Designing HPC, Deep Learning, and Cloud Middleware for Exascale Systems

DK Panda, Ohio State University

In this video from the Stanford HPC Conference, DK Panda from Ohio State University presents: Designing HPC, Deep Learning, and Cloud Middleware for Exascale Systems.

“This talk will focus on challenges in designing HPC, Deep Learning, and HPC Cloud middleware for Exascale systems with millions of processors and accelerators. For the HPC domain, we will discuss the challenges in designing runtime environments for MPI+X (PGAS-OpenSHMEM/UPC/CAF/UPC++, OpenMP and Cuda) programming models by taking into account support for multi-core systems (KNL and OpenPower), high networks, GPGPUs (including GPUDirect RDMA) and energy awareness. Features and sample performance numbers from MVAPICH2 libraries will be presented. For the Deep Learning domain, we will focus on popular Deep Learning framewords (Caffe, CNTK, and TensorFlow) to extract performance and scalability with MVAPICH2-GDR MPI library and RDMA-enabled Big Data stacks.

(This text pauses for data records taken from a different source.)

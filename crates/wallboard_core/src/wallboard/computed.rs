//! Computed (`+`-prefixed) field evaluation.
//!
//! # Responsibility
//! - Resolve synthetic field names against a note's task counters.
//!
//! # Invariants
//! - `+progress` always yields exactly `PROGRESS_BAR_WIDTH` characters.
//! - Unknown computed names are logged and rendered as a visible error token;
//!   they never fail the caller.

use crate::model::note::Note;
use crate::model::settings::Settings;
use log::error;

/// Name of the task-completion indicator field.
pub const PROGRESS_FIELD: &str = "+progress";
pub const COMPUTED_FIELD_PREFIX: char = '+';
pub const PROGRESS_BAR_WIDTH: usize = 10;

/// Whether `name` refers to a computed field rather than an inline field.
pub fn is_computed_field(name: &str) -> bool {
    name.starts_with(COMPUTED_FIELD_PREFIX)
}

/// Label shown for a field name in rendered output.
pub fn field_label(name: &str) -> &str {
    name.strip_prefix(COMPUTED_FIELD_PREFIX).unwrap_or(name)
}

/// Evaluates one computed field for `note`.
pub fn compute_field(name: &str, note: &Note, settings: &Settings) -> String {
    if name.eq_ignore_ascii_case(PROGRESS_FIELD) {
        return progress_bar(
            note.completed_tasks,
            note.total_tasks,
            &settings.progress_completion_char,
            &settings.progress_remaining_char,
        );
    }

    error!(
        "event=computed_field module=wallboard status=error error_code=unknown_computed_field field={} note={}",
        name, note.uuid
    );
    format!("[unknown computed field: {name}]")
}

/// Builds a fixed-width completion bar.
///
/// Filled cells are `floor(completed / total * 10)`; no tasks or no completed
/// tasks yield an all-remaining bar.
pub fn progress_bar(completed: usize, total: usize, done_char: &str, remaining_char: &str) -> String {
    let filled = if total == 0 || completed == 0 {
        0
    } else {
        (completed.min(total) * PROGRESS_BAR_WIDTH) / total
    };
    let mut bar = done_char.repeat(filled);
    bar.push_str(&remaining_char.repeat(PROGRESS_BAR_WIDTH - filled));
    bar
}

#[cfg(test)]
mod tests {
    use super::{compute_field, field_label, progress_bar};
    use crate::config::WallboardDefaults;
    use crate::model::note::Note;
    use crate::model::settings::Settings;
    use uuid::Uuid;

    fn settings() -> Settings {
        Settings::from_defaults(&WallboardDefaults::default())
    }

    #[test]
    fn half_done_fills_half_the_bar() {
        assert_eq!(progress_bar(2, 4, "★", "☆"), "★★★★★☆☆☆☆☆");
    }

    #[test]
    fn no_tasks_yields_all_remaining() {
        assert_eq!(progress_bar(3, 0, "★", "☆"), "☆".repeat(10));
        assert_eq!(progress_bar(0, 7, "★", "☆"), "☆".repeat(10));
    }

    #[test]
    fn partial_progress_rounds_down() {
        assert_eq!(progress_bar(1, 3, "#", "-"), "###-------");
        assert_eq!(progress_bar(5, 5, "#", "-"), "##########");
    }

    #[test]
    fn progress_name_matches_case_insensitively() {
        let mut note = Note::new(Uuid::new_v4(), "Launch");
        note.total_tasks = 10;
        note.completed_tasks = 3;
        assert_eq!(compute_field("+Progress", &note, &settings()), "★★★☆☆☆☆☆☆☆");
    }

    #[test]
    fn unknown_computed_field_renders_error_token() {
        let note = Note::new(Uuid::new_v4(), "Launch");
        let rendered = compute_field("+velocity", &note, &settings());
        assert_eq!(rendered, "[unknown computed field: +velocity]");
    }

    #[test]
    fn label_strips_computed_prefix() {
        assert_eq!(field_label("+progress"), "progress");
        assert_eq!(field_label("owner"), "owner");
    }
}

Finally, we will outline the challenges in moving these middleware to the Cloud environments.”

Dr. Dhabaleswar K. (DK) Panda is a Professor and Distinguished Scholar of Computer Science at the Ohio State University. He obtained his Ph.D. in computer engineering from the University of Southern California. His research interests include parallel computer architecture, high performance networking, InfiniBand, network-based computing, exascale computing, programming models, GPUs and accelerators, high performance file systems and storage, virtualization and cloud computing and BigData (Hadoop (HDFS, MapReduce and HBase) and Memcached). He has published over 400 papers in major journals and international conferences related to these research areas.

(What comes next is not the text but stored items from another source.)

//! Table layout: one row per note, one column per field.
//!
//! # Invariants
//! - Every row has the same number of cells as the header.
//! - A note missing a field renders an empty cell, never a shorter row.
//! - Without `include_fields`, columns are the union of all notes' fields in
//!   first-seen order.

use super::{field_value, image_markdown, table_row, title_link};
use crate::model::note::Note;
use crate::model::settings::Settings;
use crate::wallboard::computed::field_label;
use indexmap::IndexSet;

const TITLE_HEADER: &str = "Note";

/// Renders `notes` as header, separator and one line per note.
pub fn render_table(settings: &Settings, notes: &[Note]) -> Vec<String> {
    let fields = table_fields(settings, notes);

    let mut header: Vec<&str> = Vec::with_capacity(fields.len() + 2);
    if settings.show_image {
        header.push(" ");
    }
    header.push(TITLE_HEADER);
    header.extend(fields.iter().map(|name| field_label(name)));

    let mut lines = Vec::with_capacity(notes.len() + 2);
    lines.push(table_row(&header));
    lines.push(table_row(header.iter().map(|_| "-")));

    for note in notes {
        let mut cells = Vec::with_capacity(header.len());
        if settings.show_image {
            cells.push(image_markdown(note, settings).unwrap_or_default());
        }
        cells.push(title_link(note, settings));
        for name in &fields {
            cells.push(field_value(note, name, settings).unwrap_or_default());
        }
        lines.push(table_row(cells));
    }
    lines
}

fn table_fields<'a>(settings: &'a Settings, notes: &'a [Note]) -> Vec<&'a str> {
    if let Some(fields) = settings.include_fields.as_ref() {
        return fields.iter().map(String::as_str).collect();
    }
    let mut seen: IndexSet<&str> = IndexSet::new();
    for note in notes {
        seen.extend(note.inline_fields.keys().map(String::as_str));
    }
    seen.into_iter().collect()
}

Dr. Panda and his research group members have been doing extensive research on modern networking technologies including InfiniBand, Omni-Path, iWARP and RoCE. His research group is currently collaborating with National Laboratories and leading InfiniBand, Omni-Path, iWARP and RoCE companies on designing various subsystems of next generation high-end systems. The MVAPICH (High Performance MPI and MPI+PGAS over InfiniBand, iWARP and RoCE with support for GPGPUs, Xeon Phis and Virtualization) software libraries , developed by his research group, are currently being used by more than 2,850 organizations worldwide (in 85 countries). These software packages have enabled several InfiniBand clusters to get into the latest TOP500 ranking. More than 440,000 downloads of this software have taken place from the project website alone. These software packages are also available with the software stacks for network vendors (InfiniBand, Omni-Path, RoCE, and iWARP), server vendors (OpenHPC), and Linux distributors (such as RedHat and SuSE). This software is currently powering the #1 supercomputer in the world.